In the right flank of 6- to 8-week-old female nude BALB/c mice, 2×10⁶ SK-RC-52 cells in 200 µL medium was injected subcutaneously (s.c.). Two weeks after inoculation, when tumor sizes ranged from 60–90 mm³ when measured by caliper, mice were injected intravenously (i.v.) with the Al¹⁸F-, ⁶⁸Ga- or ¹¹¹In-labeled RGD peptide (0.4 MBq) in 200 µL 0.5% BSA in PBS. Mice were euthanized by CO₂/O₂ asphyxiation 2 h post-injection (p.i.) (n=3–5). Blood, tumor and the major organs and tissues were dissected, weighed and counted in a gamma counter. The percentage injected dose per gram (%ID/g) was determined for each sample. The receptor-mediated localization of the radiolabeled peptide was investigated by determining the biodistribution of the Al¹⁸F-, ⁶⁸Ga- or ¹¹¹In-labeled peptide in the presence of an excess (100-fold) unlabeled peptide (n=3–5).

All animal experiments were approved by the local Animal Welfare Committee in accordance with Dutch legislation and carried out in accordance to their guidelines.
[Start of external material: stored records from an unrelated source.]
//! Normalization of routing-service wire types into domain types.

use serde_json::Value;

use wayfind_core::geo::{BoundingBox, Coord};
use wayfind_core::location::TransportMode;
use wayfind_core::poi::Isochrone;
use wayfind_core::route::{RouteInfo, RouteStep};

use crate::error::RoutingError;
use crate::types::{Feature, FeatureCollection, RouteSegment, RouteSummary};

/// A `[lng, lat]` or `[lng, lat, ele]` wire position.
fn parse_position(value: &Value) -> Option<(f64, f64, Option<f64>)> {
    let arr = value.as_array()?;
    let lng = arr.first()?.as_f64()?;
    let lat = arr.get(1)?.as_f64()?;
    let ele = arr.get(2).and_then(Value::as_f64);
    Some((lng, lat, ele))
}

fn parse_line(value: &Value) -> Vec<(f64, f64, Option<f64>)> {
    value
        .as_array()
        .map(|positions| positions.iter().filter_map(parse_position).collect())
        .unwrap_or_default()
}

/// Builds an [`Isochrone`] from an isochrone FeatureCollection.
///
/// Takes the outer ring of every polygon feature; inner rings (holes) are
/// rare in reachability polygons and ignored. The response-level bbox is
/// used when present, otherwise one is computed from the rings.
///
/// A response whose polygons cannot be parsed but which carries a usable
/// bbox still succeeds, with an empty polygon set — callers degrade to
/// bbox-only filtering in that case.
///
/// # Errors
///
/// Returns [`RoutingError::EmptyResponse`] when neither a polygon ring nor
/// a bbox can be extracted.
pub fn isochrone_from_response(
    fc: &FeatureCollection,
    mode: TransportMode,
    range_minutes: f64,
    center: Coord,
) -> Result<Isochrone, RoutingError> {
    let mut polygons: Vec<Vec<Coord>> = Vec::new();
    for feature in &fc.features {
        if feature.geometry.kind != "Polygon" {
            continue;
        }
        let rings = feature.geometry.coordinates.as_array();
        let Some(outer) = rings.and_then(|r| r.first()) else {
            continue;
        };
        let ring: Vec<Coord> = parse_line(outer)
            .into_iter()
            .map(|(lng, lat, _)| Coord::new(lat, lng))
            .collect();
        if ring.len() >= 3 {
            polygons.push(ring);
        }
    }

    let bbox = wire_bbox(fc.bbox.as_deref()).or_else(|| {
        let all: Vec<Coord> = polygons.iter().flatten().copied().collect();
        BoundingBox::from_points(&all)
    });
    let Some(bbox) = bbox else {
        return Err(RoutingError::EmptyResponse(
            "isochrone response had neither polygon rings nor a bbox".to_string(),
        ));
    };

    if polygons.is_empty() {
        tracing::warn!(%mode, range_minutes, "isochrone polygons unparsable, bbox only");
    }

    Ok(Isochrone {
        polygons,
        bbox,
        mode,
        range_minutes,
        center,
    })
}

/// `[min_lng, min_lat, max_lng, max_lat]` → [`BoundingBox`].
fn wire_bbox(raw: Option<&[f64]>) -> Option<BoundingBox> {
    let raw = raw?;
    if raw.len() < 4 {
        return None;
    }
    Some(BoundingBox {
        min_lng: raw[0],
        min_lat: raw[1],
        max_lng: raw[2],
        max_lat: raw[3],
    })
}

/// Converts every LineString feature of a directions response into a
/// [`RouteInfo`].
///
/// # Errors
///
/// Returns [`RoutingError::EmptyResponse`] when the collection holds no
/// usable route feature.
pub fn routes_from_response(fc: &FeatureCollection) -> Result<Vec<RouteInfo>, RoutingError> {
    let routes: Vec<RouteInfo> = fc
        .features
        .iter()
        .filter(|f| f.geometry.kind == "LineString")
        .map(route_from_feature)
        .collect();

    if routes.is_empty() {
        return Err(RoutingError::EmptyResponse(
            "directions response contained no routes".to_string(),
        ));
    }
    Ok(routes)
}

fn route_from_feature(feature: &Feature) -> RouteInfo {
    let positions = parse_line(&feature.geometry.coordinates);
    let geometry: Vec<Coord> = positions
        .iter()
        .map(|&(lng, lat, _)| Coord::new(lat, lng))
        .collect();

    let summary: RouteSummary = feature
        .properties
        .get("summary")
        .cloned()
        .and_then(|v| serde_json::from_value(v).ok())
        .unwrap_or(RouteSummary {
            distance: 0.0,
            duration: 0.0,
        });

    let steps = feature
        .properties
        .get("segments")
        .and_then(Value::as_array)
        .map(|segments| {
            segments
                .iter()
                .filter_map(|s| serde_json::from_value::<RouteSegment>(s.clone()).ok())
                .flat_map(|s| s.steps)
                .map(|s| RouteStep {
                    instruction: s.instruction,
                    distance_m: s.distance,
                    duration_min: s.duration / 60.0,
                })
                .collect()
        })
        .unwrap_or_default();

    let warnings = feature
        .properties
        .get("warnings")
        .and_then(Value::as_array)
        .map(|ws| {
            ws.iter()
                .filter_map(|w| {
                    w.get("message")
                        .and_then(Value::as_str)
                        .map(ToOwned::to_owned)
                })
                .collect()
        })
        .unwrap_or_default();

    let (elevation_gain_m, elevation_loss_m) = elevation_from_positions(&positions);
    let duration_min = summary.duration / 60.0;
    let avg_speed_kmh = if summary.duration > 0.0 {
        Some(summary.distance / 1000.0 / (summary.duration / 3600.0))
    } else {
        None
    };

    RouteInfo {
        distance_m: summary.distance,
        duration_min,
        geometry,
        steps,
        warnings,
        elevation_gain_m,
        elevation_loss_m,
        avg_speed_kmh,
    }
}

/// Sums positive and negative elevation deltas along 3-d geometry.
///
/// Returns `(None, None)` when fewer than two positions carry elevation —
/// the collaborator was asked for 2-d geometry or doesn't support it.
fn elevation_from_positions(positions: &[(f64, f64, Option<f64>)]) -> (Option<f64>, Option<f64>) {
    let elevations: Vec<f64> = positions.iter().filter_map(|p| p.2).collect();
    if elevations.len() < 2 {
        return (None, None);
    }
    let mut gain = 0.0;
    let mut loss = 0.0;
    for pair in elevations.windows(2) {
        let delta = pair[1] - pair[0];
        if delta > 0.0 {
            gain += delta;
        } else {
            loss -= delta;
        }
    }
    (Some(gain), Some(loss))
}

/// Lowest-duration route among alternatives.
#[must_use]
pub fn pick_best_route(routes: Vec<RouteInfo>) -> Option<RouteInfo> {
    routes.into_iter().min_by(|a, b| {
        a.duration_min
            .partial_cmp(&b.duration_min)
            .unwrap_or(std::cmp::Ordering::Equal)
    })
}

#[cfg(test)]
mod tests {
    use super::*;

    fn line_feature(props: Value, coords: Value) -> Feature {
        Feature {
            properties: props,
            geometry: crate::types::Geometry {
                kind: "LineString".to_string(),
                coordinates: coords,
            },
        }
    }

    #[test]
    fn route_summary_and_steps_are_normalized() {
        let feature = line_feature(
            serde_json::json!({
                "summary": {"distance": 1800.0, "duration": 600.0},
                "segments": [{"steps": [
                    {"instruction": "Head north", "distance": 900.0, "duration": 300.0},
                    {"instruction": "Arrive", "distance": 900.0, "duration": 300.0}
                ]}]
            }),
            serde_json::json!([[-95.37, 29.76], [-95.36, 29.77]]),
        );
        let route = route_from_feature(&feature);
        assert!((route.duration_min - 10.0).abs() < 1e-9);
        assert!((route.distance_m - 1800.0).abs() < 1e-9);
        assert_eq!(route.steps.len(), 2);
        assert_eq!(route.geometry.len(), 2);
        // lat/lng flipped from wire order
        assert!((route.geometry[0].lat - 29.76).abs() < 1e-9);
        let speed = route.avg_speed_kmh.unwrap();
        assert!((speed - 10.8).abs() < 0.01, "got {speed}");
    }

    #[test]
    fn elevation_derived_from_3d_geometry() {
        let feature = line_feature(
            serde_json::json!({"summary": {"distance": 100.0, "duration": 60.0}}),
            serde_json::json!([[-95.37, 29.76, 10.0], [-95.36, 29.77, 25.0], [-95.35, 29.78, 20.0]]),
        );
        let route = route_from_feature(&feature);
        assert!((route.elevation_gain_m.unwrap() - 15.0).abs() < 1e-9);
        assert!((route.elevation_loss_m.unwrap() - 5.0).abs() < 1e-9);
    }

    #[test]
    fn elevation_absent_for_2d_geometry() {
        let feature = line_feature(
            serde_json::json!({}),
            serde_json::json!([[-95.37, 29.76], [-95.36, 29.77]]),
        );
        let route = route_from_feature(&feature);
        assert!(route.elevation_gain_m.is_none());
        assert!(route.elevation_loss_m.is_none());
    }

    #[test]
    fn best_route_is_lowest_duration() {
        let mk = |duration_min: f64| RouteInfo {
            distance_m: 1000.0,
            duration_min,
            geometry: vec![],
            steps: vec![],
            warnings: vec![],
            elevation_gain_m: None,
            elevation_loss_m: None,
            avg_speed_kmh: None,
        };
        let best = pick_best_route(vec![mk(12.0), mk(8.0), mk(10.0)]).unwrap();
        assert!((best.duration_min - 8.0).abs() < 1e-9);
    }

    #[test]
    fn isochrone_with_nothing_usable_is_an_error() {
        let fc = FeatureCollection {
            bbox: None,
            features: vec![],
        };
        let err = isochrone_from_response(
            &fc,
            TransportMode::Walking,
            15.0,
            Coord::new(29.76, -95.37),
        )
        .unwrap_err();
        assert!(matches!(err, RoutingError::EmptyResponse(_)));
    }

    #[test]
    fn isochrone_with_bbox_but_no_polygons_degrades_to_bbox_only() {
        let fc = FeatureCollection {
            bbox: Some(vec![-95.40, 29.70, -95.30, 29.80]),
            features: vec![],
        };
        let iso = isochrone_from_response(
            &fc,
            TransportMode::Walking,
            15.0,
            Coord::new(29.76, -95.37),
        )
        .unwrap();
        assert!(iso.polygons.is_empty());
        assert!((iso.bbox.max_lng + 95.30).abs() < 1e-9);
    }

    #[test]
    fn isochrone_uses_wire_bbox_and_flips_ring_order() {
        let fc = FeatureCollection {
            bbox: Some(vec![-95.40, 29.70, -95.30, 29.80]),
            features: vec![Feature {
                properties: Value::Null,
                geometry: crate::types::Geometry {
                    kind: "Polygon".to_string(),
                    coordinates: serde_json::json!([[
                        [-95.40, 29.70], [-95.30, 29.70], [-95.30, 29.80], [-95.40, 29.80]
                    ]]),
                },
            }],
        };
        let iso = isochrone_from_response(
            &fc,
            TransportMode::Walking,
            15.0,
            Coord::new(29.76, -95.37),
        )
        .unwrap();
        assert_eq!(iso.polygons.len(), 1);
        assert!((iso.bbox.min_lat - 29.70).abs() < 1e-9);
        assert!((iso.bbox.min_lng + 95.40).abs() < 1e-9);
        assert!((iso.polygons[0][0].lat - 29.70).abs() < 1e-9);
    }
}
4.7. microPET/CT and microSPECT/CT

In the right flank of 6- to 8-week-old female nude BALB/c mice, 2×10⁶ SK-RC-52 cells in 200 µL medium was injected s.c.. Two weeks after inoculation, when tumor sizes ranged from 60–90 mm³ when measured by caliper, mice were injected i.v. with 3–10 MBq Al¹⁸F-, ⁶⁸Ga- labeled NODAGA-E-[c(RGDfK)]₂ or 12–20 MBq of ¹¹¹In-NODAGA-E-[c(RGDfK)]₂. Cold excess NODAGA-E-[c(RGDfK)]₂ (100-fold) was also injected. The 24.4 mmol/kg blocking dose of non-radiolabeled NODAGA-E-[c(RGDfK)]₂ administered to the control mice to acquire the PET/CT did not induce any side effects. One hour p.i., mice were euthanized by CO₂/O₂ asphyxiation and scanned on either an animal PET/CT scanner (Inveon^®, Siemens Preclinical Solutions, Knoxville, TN, USA) with an intrinsic spatial resolution of 2.5 mm (3) or the U-SPECT-II/CT (MILabs) (40). Mice were sacrificed prior to imaging, rather than imaged under anaethesia, to exclude movement artifacts as well as to allow comparison of the SPECT/CT images with the biodistribution data. The animals were then placed in a supine position in the scanner. Static PET or SPECT scans were acquired over 45 m, followed by a CT scan for anatomical reference (PET: spatial resolution 113 µm, 80 kV, 500 µA, SPECT: spatial resolution 160 µm, 65 kV, 615 µA). PET/CT scans were reconstructed using Inveon Acquisition Workplace software version 1.5 (Siemens Preclinical Solutions, Knoxville, TN, USA), using an ordered set expectation maximization-3D/maximum a posteriori (OSEM3D/MAP) algorithm with the following parameters: matrix 256 × 256 × 159, pixel size 0.43 × 0.43 × 0.8 mm³ and a beta-value of 1.5. SPECT/CT scans were reconstructed with software from MILabs, using an ordered-subset expectation maximization algorithm, with a voxel size of 0.375 mm.

4.8. Statistical analysis

All mean values are given as ± standard deviation (SD). Statistical analysis was performed using a Welch's corrected unpaired Student t test or one-way ANOVA using GraphPad InStat software (version 3.06; GraphPad Software).